Input data:
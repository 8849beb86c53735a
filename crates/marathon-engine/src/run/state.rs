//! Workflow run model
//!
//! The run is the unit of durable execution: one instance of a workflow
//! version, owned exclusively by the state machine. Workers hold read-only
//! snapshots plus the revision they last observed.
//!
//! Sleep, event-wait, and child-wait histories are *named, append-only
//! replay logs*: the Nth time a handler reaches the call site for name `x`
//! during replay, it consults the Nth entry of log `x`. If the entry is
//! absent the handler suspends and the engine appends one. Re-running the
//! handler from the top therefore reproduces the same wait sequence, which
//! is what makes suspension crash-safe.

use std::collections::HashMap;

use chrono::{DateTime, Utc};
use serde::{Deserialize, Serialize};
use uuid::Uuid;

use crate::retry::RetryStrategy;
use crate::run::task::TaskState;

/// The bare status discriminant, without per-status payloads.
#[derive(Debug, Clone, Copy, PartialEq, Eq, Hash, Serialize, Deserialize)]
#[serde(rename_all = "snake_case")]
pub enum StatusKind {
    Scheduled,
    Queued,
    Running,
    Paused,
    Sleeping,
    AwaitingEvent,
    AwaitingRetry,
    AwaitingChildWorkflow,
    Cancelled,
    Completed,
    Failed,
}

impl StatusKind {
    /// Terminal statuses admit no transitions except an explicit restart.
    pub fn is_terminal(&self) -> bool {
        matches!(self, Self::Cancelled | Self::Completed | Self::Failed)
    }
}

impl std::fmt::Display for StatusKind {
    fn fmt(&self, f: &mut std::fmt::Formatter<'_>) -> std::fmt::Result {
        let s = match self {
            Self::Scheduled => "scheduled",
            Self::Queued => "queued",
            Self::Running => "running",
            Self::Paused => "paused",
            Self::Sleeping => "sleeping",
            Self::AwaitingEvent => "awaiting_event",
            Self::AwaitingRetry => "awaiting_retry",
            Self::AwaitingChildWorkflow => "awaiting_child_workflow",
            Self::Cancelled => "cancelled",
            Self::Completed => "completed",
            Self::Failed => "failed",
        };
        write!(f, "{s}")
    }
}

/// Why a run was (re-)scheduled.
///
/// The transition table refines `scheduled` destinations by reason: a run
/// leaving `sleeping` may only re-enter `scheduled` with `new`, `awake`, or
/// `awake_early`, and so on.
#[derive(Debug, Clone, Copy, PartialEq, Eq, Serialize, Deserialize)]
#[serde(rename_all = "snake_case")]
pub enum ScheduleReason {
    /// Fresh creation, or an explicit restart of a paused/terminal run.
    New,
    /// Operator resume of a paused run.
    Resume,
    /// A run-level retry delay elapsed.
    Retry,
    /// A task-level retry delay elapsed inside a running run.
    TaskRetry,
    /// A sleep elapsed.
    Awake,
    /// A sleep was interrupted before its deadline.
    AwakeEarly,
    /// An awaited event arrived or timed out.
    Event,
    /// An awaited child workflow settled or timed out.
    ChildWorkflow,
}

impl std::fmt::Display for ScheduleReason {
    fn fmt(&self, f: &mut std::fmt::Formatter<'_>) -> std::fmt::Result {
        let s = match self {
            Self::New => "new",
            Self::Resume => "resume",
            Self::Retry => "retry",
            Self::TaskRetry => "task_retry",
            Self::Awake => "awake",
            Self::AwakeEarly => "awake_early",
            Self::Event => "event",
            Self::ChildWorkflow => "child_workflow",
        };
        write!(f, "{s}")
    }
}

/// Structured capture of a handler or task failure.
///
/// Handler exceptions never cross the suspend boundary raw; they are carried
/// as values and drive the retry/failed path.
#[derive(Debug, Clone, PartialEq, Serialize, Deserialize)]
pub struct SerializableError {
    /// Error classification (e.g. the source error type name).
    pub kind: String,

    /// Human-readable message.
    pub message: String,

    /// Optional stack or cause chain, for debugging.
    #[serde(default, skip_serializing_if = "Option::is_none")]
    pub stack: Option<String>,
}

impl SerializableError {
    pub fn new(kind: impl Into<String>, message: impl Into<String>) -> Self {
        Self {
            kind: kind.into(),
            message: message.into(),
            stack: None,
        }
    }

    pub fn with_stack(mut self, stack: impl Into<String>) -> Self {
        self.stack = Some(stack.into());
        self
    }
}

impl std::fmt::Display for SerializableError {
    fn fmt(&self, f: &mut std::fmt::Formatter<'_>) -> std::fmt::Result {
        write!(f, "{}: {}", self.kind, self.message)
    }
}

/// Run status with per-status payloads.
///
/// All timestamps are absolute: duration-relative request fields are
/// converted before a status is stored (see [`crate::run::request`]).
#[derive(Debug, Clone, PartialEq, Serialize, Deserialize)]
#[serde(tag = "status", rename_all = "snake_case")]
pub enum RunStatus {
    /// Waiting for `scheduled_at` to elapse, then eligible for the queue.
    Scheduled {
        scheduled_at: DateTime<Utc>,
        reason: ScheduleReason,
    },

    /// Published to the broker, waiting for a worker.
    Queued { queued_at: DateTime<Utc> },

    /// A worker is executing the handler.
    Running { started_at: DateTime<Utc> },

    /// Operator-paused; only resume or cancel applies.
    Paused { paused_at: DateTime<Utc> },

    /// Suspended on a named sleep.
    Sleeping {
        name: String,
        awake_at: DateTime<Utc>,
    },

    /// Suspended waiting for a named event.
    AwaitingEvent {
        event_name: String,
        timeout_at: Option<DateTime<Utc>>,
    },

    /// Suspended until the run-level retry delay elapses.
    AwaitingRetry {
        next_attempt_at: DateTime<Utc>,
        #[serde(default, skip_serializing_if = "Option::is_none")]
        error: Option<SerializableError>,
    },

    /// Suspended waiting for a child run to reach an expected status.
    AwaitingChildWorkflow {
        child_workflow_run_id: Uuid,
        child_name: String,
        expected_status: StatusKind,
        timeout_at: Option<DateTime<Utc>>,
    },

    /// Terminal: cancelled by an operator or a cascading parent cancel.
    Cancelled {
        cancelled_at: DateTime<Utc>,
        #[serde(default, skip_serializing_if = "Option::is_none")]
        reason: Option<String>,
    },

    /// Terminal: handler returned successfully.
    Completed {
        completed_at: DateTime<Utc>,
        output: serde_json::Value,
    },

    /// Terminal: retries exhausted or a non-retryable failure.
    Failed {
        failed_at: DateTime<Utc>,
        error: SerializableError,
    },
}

==

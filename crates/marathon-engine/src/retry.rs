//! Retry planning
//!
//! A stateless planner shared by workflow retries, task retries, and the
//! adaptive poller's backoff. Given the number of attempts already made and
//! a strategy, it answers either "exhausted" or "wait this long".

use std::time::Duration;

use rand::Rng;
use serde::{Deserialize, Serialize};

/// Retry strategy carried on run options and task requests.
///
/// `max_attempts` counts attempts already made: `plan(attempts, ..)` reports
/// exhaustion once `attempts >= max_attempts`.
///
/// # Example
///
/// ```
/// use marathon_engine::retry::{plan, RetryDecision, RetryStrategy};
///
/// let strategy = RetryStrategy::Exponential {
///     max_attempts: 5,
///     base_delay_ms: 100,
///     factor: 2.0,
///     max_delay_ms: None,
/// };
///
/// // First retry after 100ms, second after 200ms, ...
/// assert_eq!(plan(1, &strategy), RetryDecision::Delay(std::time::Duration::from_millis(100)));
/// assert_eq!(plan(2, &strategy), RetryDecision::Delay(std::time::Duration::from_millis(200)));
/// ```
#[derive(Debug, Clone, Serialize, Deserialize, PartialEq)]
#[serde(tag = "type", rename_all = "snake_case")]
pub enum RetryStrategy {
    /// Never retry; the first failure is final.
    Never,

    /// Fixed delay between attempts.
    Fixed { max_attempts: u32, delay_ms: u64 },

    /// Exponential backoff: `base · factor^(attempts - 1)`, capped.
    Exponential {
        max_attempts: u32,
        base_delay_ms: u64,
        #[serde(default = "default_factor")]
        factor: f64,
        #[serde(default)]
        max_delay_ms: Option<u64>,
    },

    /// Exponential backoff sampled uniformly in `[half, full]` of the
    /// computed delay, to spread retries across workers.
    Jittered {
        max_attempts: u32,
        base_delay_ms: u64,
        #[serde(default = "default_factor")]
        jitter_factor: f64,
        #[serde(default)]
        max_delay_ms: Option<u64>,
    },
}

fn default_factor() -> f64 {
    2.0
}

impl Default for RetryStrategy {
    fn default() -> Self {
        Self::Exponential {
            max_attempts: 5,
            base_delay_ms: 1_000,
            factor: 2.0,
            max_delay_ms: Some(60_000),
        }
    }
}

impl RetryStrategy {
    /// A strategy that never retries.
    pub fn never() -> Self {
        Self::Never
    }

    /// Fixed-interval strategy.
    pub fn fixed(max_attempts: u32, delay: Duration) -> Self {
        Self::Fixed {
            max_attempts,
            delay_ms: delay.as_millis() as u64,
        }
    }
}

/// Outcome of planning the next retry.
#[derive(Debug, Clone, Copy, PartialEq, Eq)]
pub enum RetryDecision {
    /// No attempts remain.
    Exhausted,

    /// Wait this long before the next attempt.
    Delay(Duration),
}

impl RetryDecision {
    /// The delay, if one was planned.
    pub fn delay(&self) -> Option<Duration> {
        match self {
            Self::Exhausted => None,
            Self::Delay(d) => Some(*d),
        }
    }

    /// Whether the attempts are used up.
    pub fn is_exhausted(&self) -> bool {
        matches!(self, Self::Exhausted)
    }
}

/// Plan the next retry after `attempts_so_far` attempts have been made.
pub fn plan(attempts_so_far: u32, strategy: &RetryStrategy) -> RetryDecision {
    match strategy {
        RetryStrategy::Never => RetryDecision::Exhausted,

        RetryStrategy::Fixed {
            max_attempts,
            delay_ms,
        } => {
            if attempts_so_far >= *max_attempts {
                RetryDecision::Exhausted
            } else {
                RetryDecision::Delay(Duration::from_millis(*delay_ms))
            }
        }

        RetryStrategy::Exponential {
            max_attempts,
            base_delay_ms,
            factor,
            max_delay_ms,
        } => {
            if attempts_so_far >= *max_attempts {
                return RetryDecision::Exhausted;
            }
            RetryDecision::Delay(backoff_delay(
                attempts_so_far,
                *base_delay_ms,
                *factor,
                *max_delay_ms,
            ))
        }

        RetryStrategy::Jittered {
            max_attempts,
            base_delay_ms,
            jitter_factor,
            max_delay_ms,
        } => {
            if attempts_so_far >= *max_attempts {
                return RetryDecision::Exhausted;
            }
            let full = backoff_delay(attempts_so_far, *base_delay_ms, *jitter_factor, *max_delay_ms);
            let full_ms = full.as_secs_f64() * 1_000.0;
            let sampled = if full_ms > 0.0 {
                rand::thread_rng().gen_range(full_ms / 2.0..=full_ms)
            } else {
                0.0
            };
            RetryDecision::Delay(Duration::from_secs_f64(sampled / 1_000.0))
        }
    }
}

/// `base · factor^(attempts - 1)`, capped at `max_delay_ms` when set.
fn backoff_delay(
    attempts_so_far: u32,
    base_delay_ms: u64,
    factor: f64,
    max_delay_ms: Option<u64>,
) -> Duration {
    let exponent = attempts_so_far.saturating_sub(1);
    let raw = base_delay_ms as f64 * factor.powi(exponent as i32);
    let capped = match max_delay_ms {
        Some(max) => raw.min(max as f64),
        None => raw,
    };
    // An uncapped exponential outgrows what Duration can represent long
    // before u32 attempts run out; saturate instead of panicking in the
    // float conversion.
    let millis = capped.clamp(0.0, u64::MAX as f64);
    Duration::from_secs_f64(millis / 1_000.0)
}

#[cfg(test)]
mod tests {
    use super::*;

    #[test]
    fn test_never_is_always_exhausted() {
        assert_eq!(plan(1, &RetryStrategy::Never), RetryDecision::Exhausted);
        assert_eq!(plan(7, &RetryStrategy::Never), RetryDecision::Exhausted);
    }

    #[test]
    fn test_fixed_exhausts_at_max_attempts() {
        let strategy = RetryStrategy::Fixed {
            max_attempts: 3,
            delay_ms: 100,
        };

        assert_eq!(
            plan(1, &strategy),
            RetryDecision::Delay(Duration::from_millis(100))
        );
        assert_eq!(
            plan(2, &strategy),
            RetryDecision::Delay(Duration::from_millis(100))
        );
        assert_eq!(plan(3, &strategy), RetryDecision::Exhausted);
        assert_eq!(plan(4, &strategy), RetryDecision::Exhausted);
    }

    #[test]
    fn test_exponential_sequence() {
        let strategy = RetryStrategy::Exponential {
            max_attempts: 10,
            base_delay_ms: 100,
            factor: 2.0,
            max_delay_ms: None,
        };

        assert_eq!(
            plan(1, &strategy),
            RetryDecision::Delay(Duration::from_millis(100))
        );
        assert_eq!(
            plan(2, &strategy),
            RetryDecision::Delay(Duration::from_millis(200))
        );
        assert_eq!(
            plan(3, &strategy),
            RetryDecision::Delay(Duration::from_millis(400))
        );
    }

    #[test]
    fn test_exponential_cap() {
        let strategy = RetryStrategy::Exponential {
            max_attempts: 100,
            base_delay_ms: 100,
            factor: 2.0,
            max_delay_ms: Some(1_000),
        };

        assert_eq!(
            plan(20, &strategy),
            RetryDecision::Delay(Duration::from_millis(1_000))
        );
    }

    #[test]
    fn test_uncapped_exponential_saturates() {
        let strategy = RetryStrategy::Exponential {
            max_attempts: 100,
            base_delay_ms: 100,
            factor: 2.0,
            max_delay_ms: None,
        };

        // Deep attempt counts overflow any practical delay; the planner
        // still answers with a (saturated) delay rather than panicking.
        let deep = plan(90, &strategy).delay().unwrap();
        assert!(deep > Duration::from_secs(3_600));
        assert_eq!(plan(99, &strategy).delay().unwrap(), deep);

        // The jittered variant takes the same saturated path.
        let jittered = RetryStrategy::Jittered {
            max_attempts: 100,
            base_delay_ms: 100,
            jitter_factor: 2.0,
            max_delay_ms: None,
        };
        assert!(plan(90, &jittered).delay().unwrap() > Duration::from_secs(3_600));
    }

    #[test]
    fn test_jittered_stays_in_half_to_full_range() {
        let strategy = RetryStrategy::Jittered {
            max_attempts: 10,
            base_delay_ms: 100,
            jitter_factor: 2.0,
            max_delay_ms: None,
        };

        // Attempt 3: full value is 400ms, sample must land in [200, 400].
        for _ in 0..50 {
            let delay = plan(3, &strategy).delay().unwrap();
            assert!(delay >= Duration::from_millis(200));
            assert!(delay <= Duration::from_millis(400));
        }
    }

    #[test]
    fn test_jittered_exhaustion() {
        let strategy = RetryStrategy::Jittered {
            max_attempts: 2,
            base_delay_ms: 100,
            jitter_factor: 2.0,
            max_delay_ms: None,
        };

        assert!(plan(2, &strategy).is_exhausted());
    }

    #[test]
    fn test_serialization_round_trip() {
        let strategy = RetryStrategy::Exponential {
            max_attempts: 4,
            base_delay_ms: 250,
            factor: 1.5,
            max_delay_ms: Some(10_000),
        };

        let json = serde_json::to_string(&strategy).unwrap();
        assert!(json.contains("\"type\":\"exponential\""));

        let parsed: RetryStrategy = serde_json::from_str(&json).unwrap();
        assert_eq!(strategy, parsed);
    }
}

What the exercise asks: Go through the listing above and copy each line that contains "Queued".

Reply:
    Queued,
            Self::Queued => "queued",
    Queued { queued_at: DateTime<Utc> },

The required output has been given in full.